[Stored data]
+ + + +
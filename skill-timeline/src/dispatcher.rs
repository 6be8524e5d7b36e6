/// 生成派發器
///
/// 把觸發的生成事件轉成一個獨立運行的子任務。派發本身不等待子任務，
/// 子任務的生命週期也不綁在技能執行體上

use specs::Entity;
use vek::Vec2;

use crate::error::SpawnError;
use crate::event::SpawnEvent;
use crate::types::*;

/// 追蹤投射物的固定飛行時間
pub const DEFAULT_TARGET_FLY_TIME: f32 = 0.3;

/// 子任務結束時的回呼，每個子任務最多觸發一次
#[derive(Debug, Clone, Copy, PartialEq)]
pub enum HitCallback {
    /// 對命中的目標套用技能效果
    ApplyEffects { skill_id: SkillId, source: Entity },
    /// 只回報碰撞，不套用效果
    Report { skill_id: SkillId, source: Entity },
}

impl HitCallback {
    pub fn skill_id(&self) -> SkillId {
        match self {
            HitCallback::ApplyEffects { skill_id, .. } | HitCallback::Report { skill_id, .. } => *skill_id,
        }
    }

    pub fn source(&self) -> Entity {
        match self {
            HitCallback::ApplyEffects { source, .. } | HitCallback::Report { source, .. } => *source,
        }
    }
}

#[derive(Debug, Clone, PartialEq)]
pub struct TargetFlyTask {
    pub prefab: String,
    pub target: Entity,
    pub fly_time: f32,
    pub on_arrive: HitCallback,
}

#[derive(Debug, Clone, PartialEq)]
pub struct ForwardFlyTask {
    pub prefab: String,
    pub direction: Vec2<f32>,
    /// None 表示飛到碰撞為止
    pub lifetime: Option<f32>,
    pub on_collision: HitCallback,
}

#[derive(Debug, Clone, PartialEq)]
pub struct ColliderTask {
    pub prefab: String,
    pub position: Vec2<f32>,
    pub direction: Vec2<f32>,
    pub lifetime_ms: i64,
    pub on_trigger_enter: HitCallback,
}

/// 生成出來的子任務
#[derive(Debug, Clone, PartialEq)]
pub enum SpawnTask {
    TargetFly(TargetFlyTask),
    ForwardFly(ForwardFlyTask),
    Collider(ColliderTask),
}

impl SpawnTask {
    pub fn prefab(&self) -> &str {
        match self {
            SpawnTask::TargetFly(t) => &t.prefab,
            SpawnTask::ForwardFly(t) => &t.prefab,
            SpawnTask::Collider(t) => &t.prefab,
        }
    }
}

/// 派發時需要的執行體資訊
#[derive(Debug, Clone, Copy)]
pub struct DispatchContext<'a> {
    pub skill_id: SkillId,
    pub source: Entity,
    pub input: &'a ExecutionInput,
    pub owner_position: Vec2<f32>,
    pub owner_direction: f32,
    pub target_fly_time: f32,
}

/// 找不到資源或缺少目標時直接失敗，不會生成任何東西
pub fn dispatch(
    event: &SpawnEvent,
    ctx: &DispatchContext,
    has_asset: impl Fn(&str) -> bool,
) -> Result<SpawnTask, SpawnError> {
    let name = event.kind.asset_name();
    if !has_asset(name) {
        return Err(SpawnError::MissingAsset {
            skill_id: ctx.skill_id,
            name: name.to_string(),
        });
    }
    let prefab = name.to_string();
    let apply = HitCallback::ApplyEffects { skill_id: ctx.skill_id, source: ctx.source };

    let task = match &event.kind {
        SpawnKind::TargetFly { .. } => {
            let target = ctx
                .input
                .target
                .ok_or(SpawnError::MissingTarget { skill_id: ctx.skill_id })?;
            SpawnTask::TargetFly(TargetFlyTask {
                prefab,
                target,
                fly_time: ctx.target_fly_time,
                on_arrive: apply,
            })
        }
        SpawnKind::ForwardFly { exist_time, .. } => SpawnTask::ForwardFly(ForwardFlyTask {
            prefab,
            direction: ctx.input.direction_vec(),
            lifetime: if *exist_time > 0.0 { Some(*exist_time) } else { None },
            on_collision: HitCallback::Report { skill_id: ctx.skill_id, source: ctx.source },
        }),
        SpawnKind::FixedPosition { exist_time, .. } => SpawnTask::Collider(ColliderTask {
            prefab,
            position: ctx.input.point,
            direction: ctx.input.direction_vec(),
            lifetime_ms: secs_to_ms(*exist_time),
            on_trigger_enter: apply,
        }),
        SpawnKind::FixedDirection { exist_time, .. } => SpawnTask::Collider(ColliderTask {
            prefab,
            position: ctx.owner_position,
            direction: direction_from_degrees(ctx.owner_direction),
            lifetime_ms: secs_to_ms(*exist_time),
            on_trigger_enter: apply,
        }),
    };
    Ok(task)
}

fn secs_to_ms(secs: f32) -> i64 {
    (secs.max(0.0) * 1000.0) as i64
}

#[cfg(test)]
mod tests {
    use super::*;
    use specs::{Builder, World, WorldExt};

    fn entities() -> (Entity, Entity) {
        let mut world = World::new();
        let a = world.create_entity().build();
        let b = world.create_entity().build();
        (a, b)
    }

    #[test]
    fn test_fixed_position_uses_input_point() {
        let (caster, _) = entities();
        let input = ExecutionInput::new().with_point(Vec2::new(300.0, 40.0));
        let ctx = DispatchContext {
            skill_id: 1,
            source: caster,
            input: &input,
            owner_position: Vec2::new(10.0, 10.0),
            owner_direction: 90.0,
            target_fly_time: DEFAULT_TARGET_FLY_TIME,
        };
        let ev = SpawnEvent::new(0.0, SpawnKind::FixedPosition { collider: "area".into(), exist_time: 1.25 });
        match dispatch(&ev, &ctx, |_| true).unwrap() {
            SpawnTask::Collider(c) => {
                assert_eq!(c.position, Vec2::new(300.0, 40.0));
                assert_eq!(c.lifetime_ms, 1250);
            }
            other => panic!("unexpected task {:?}", other),
        }
    }

    #[test]
    fn test_fixed_direction_uses_owner_transform() {
        let (caster, _) = entities();
        let input = ExecutionInput::new().with_point(Vec2::new(300.0, 40.0));
        let ctx = DispatchContext {
            skill_id: 1,
            source: caster,
            input: &input,
            owner_position: Vec2::new(10.0, 10.0),
            owner_direction: 90.0,
            target_fly_time: DEFAULT_TARGET_FLY_TIME,
        };
        let ev = SpawnEvent::new(0.0, SpawnKind::FixedDirection { collider: "slash".into(), exist_time: 0.5 });
        match dispatch(&ev, &ctx, |_| true).unwrap() {
            SpawnTask::Collider(c) => {
                assert_eq!(c.position, Vec2::new(10.0, 10.0));
                assert!(c.direction.x.abs() < 1e-5);
                assert!((c.direction.y - 1.0).abs() < 1e-5);
            }
            other => panic!("unexpected task {:?}", other),
        }
    }

    #[test]
    fn test_missing_asset_fails_fast() {
        let (caster, _) = entities();
        let input = ExecutionInput::new();
        let ctx = DispatchContext {
            skill_id: 5,
            source: caster,
            input: &input,
            owner_position: Vec2::zero(),
            owner_direction: 0.0,
            target_fly_time: DEFAULT_TARGET_FLY_TIME,
        };
        let ev = SpawnEvent::new(0.0, SpawnKind::FixedPosition { collider: "ghost".into(), exist_time: 1.0 });
        let err = dispatch(&ev, &ctx, |name| name == "area").unwrap_err();
        assert_eq!(err, SpawnError::MissingAsset { skill_id: 5, name: "ghost".into() });
    }

    #[test]
    fn test_target_fly_requires_target() {
        let (caster, target) = entities();
        let input = ExecutionInput::new();
        let mut ctx = DispatchContext {
            skill_id: 2,
            source: caster,
            input: &input,
            owner_position: Vec2::zero(),
            owner_direction: 0.0,
            target_fly_time: DEFAULT_TARGET_FLY_TIME,
        };
        let ev = SpawnEvent::new(0.0, SpawnKind::TargetFly { projectile: "orb".into() });
        assert_eq!(
            dispatch(&ev, &ctx, |_| true).unwrap_err(),
            SpawnError::MissingTarget { skill_id: 2 }
        );

        let with_target = ExecutionInput::new().with_target(target);
        ctx.input = &with_target;
        match dispatch(&ev, &ctx, |_| true).unwrap() {
            SpawnTask::TargetFly(t) => {
                assert_eq!(t.target, target);
                assert_eq!(t.fly_time, 0.3);
                assert_eq!(t.on_arrive, HitCallback::ApplyEffects { skill_id: 2, source: caster });
            }
            other => panic!("unexpected task {:?}", other),
        }
    }

    #[test]
    fn test_forward_fly_reports_only() {
        let (caster, _) = entities();
        let input = ExecutionInput::new().with_direction(180.0);
        let ctx = DispatchContext {
            skill_id: 3,
            source: caster,
            input: &input,
            owner_position: Vec2::zero(),
            owner_direction: 0.0,
            target_fly_time: DEFAULT_TARGET_FLY_TIME,
        };
        let ev = SpawnEvent::new(0.0, SpawnKind::ForwardFly { projectile: "arrow".into(), exist_time: 0.0 });
        match dispatch(&ev, &ctx, |_| true).unwrap() {
            SpawnTask::ForwardFly(t) => {
                assert!(t.lifetime.is_none());
                assert!((t.direction.x + 1.0).abs() < 1e-5);
                assert!(matches!(t.on_collision, HitCallback::Report { .. }));
            }
            other => panic!("unexpected task {:?}", other),
        }
    }
}
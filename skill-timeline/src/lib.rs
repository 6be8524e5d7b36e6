/// 技能執行時間軸
///
/// 純邏輯處理，不包含 ECS 系統：時間軸事件、技能執行體狀態機、
/// 生成派發器與技能資料載入。時鐘、動畫與生成物由宿主透過
/// `ExecutionHost` 提供。

pub mod clock;
pub mod config;
pub mod dispatcher;
pub mod error;
pub mod event;
pub mod execution;
pub mod timeline;
pub mod types;

pub use crate::clock::{Clock, ManualClock, SystemClock};
pub use crate::config::{
    execution_asset_name, AuthoredClip, AuthoredMarker, AuthoredTimeline, SkillDefinition, SkillLibrary,
};
pub use crate::dispatcher::{
    dispatch, ColliderTask, DispatchContext, ForwardFlyTask, HitCallback, SpawnTask, TargetFlyTask,
    DEFAULT_TARGET_FLY_TIME,
};
pub use crate::error::{ExecutionError, LibraryError, SpawnError};
pub use crate::event::{AnimationSegment, SpawnEvent};
pub use crate::execution::{ExecutionHost, ExecutionPhase, ExecutionSlot, SkillExecution};
pub use crate::timeline::{Timeline, TimelineAdvance};
pub use crate::types::*;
+ + + +
From the start of the data to the line that holds "use crate::event::SpawnEvent;", retype each line exactly, with both ends included.

# Written solution
filename skill-timeline/src/dispatcher.rs
repository 6be8524e5d7b36e6
/// 生成派發器
///
/// 把觸發的生成事件轉成一個獨立運行的子任務。派發本身不等待子任務，
/// 子任務的生命週期也不綁在技能執行體上

use specs::Entity;
use vek::Vec2;

use crate::error::SpawnError;
use crate::event::SpawnEvent;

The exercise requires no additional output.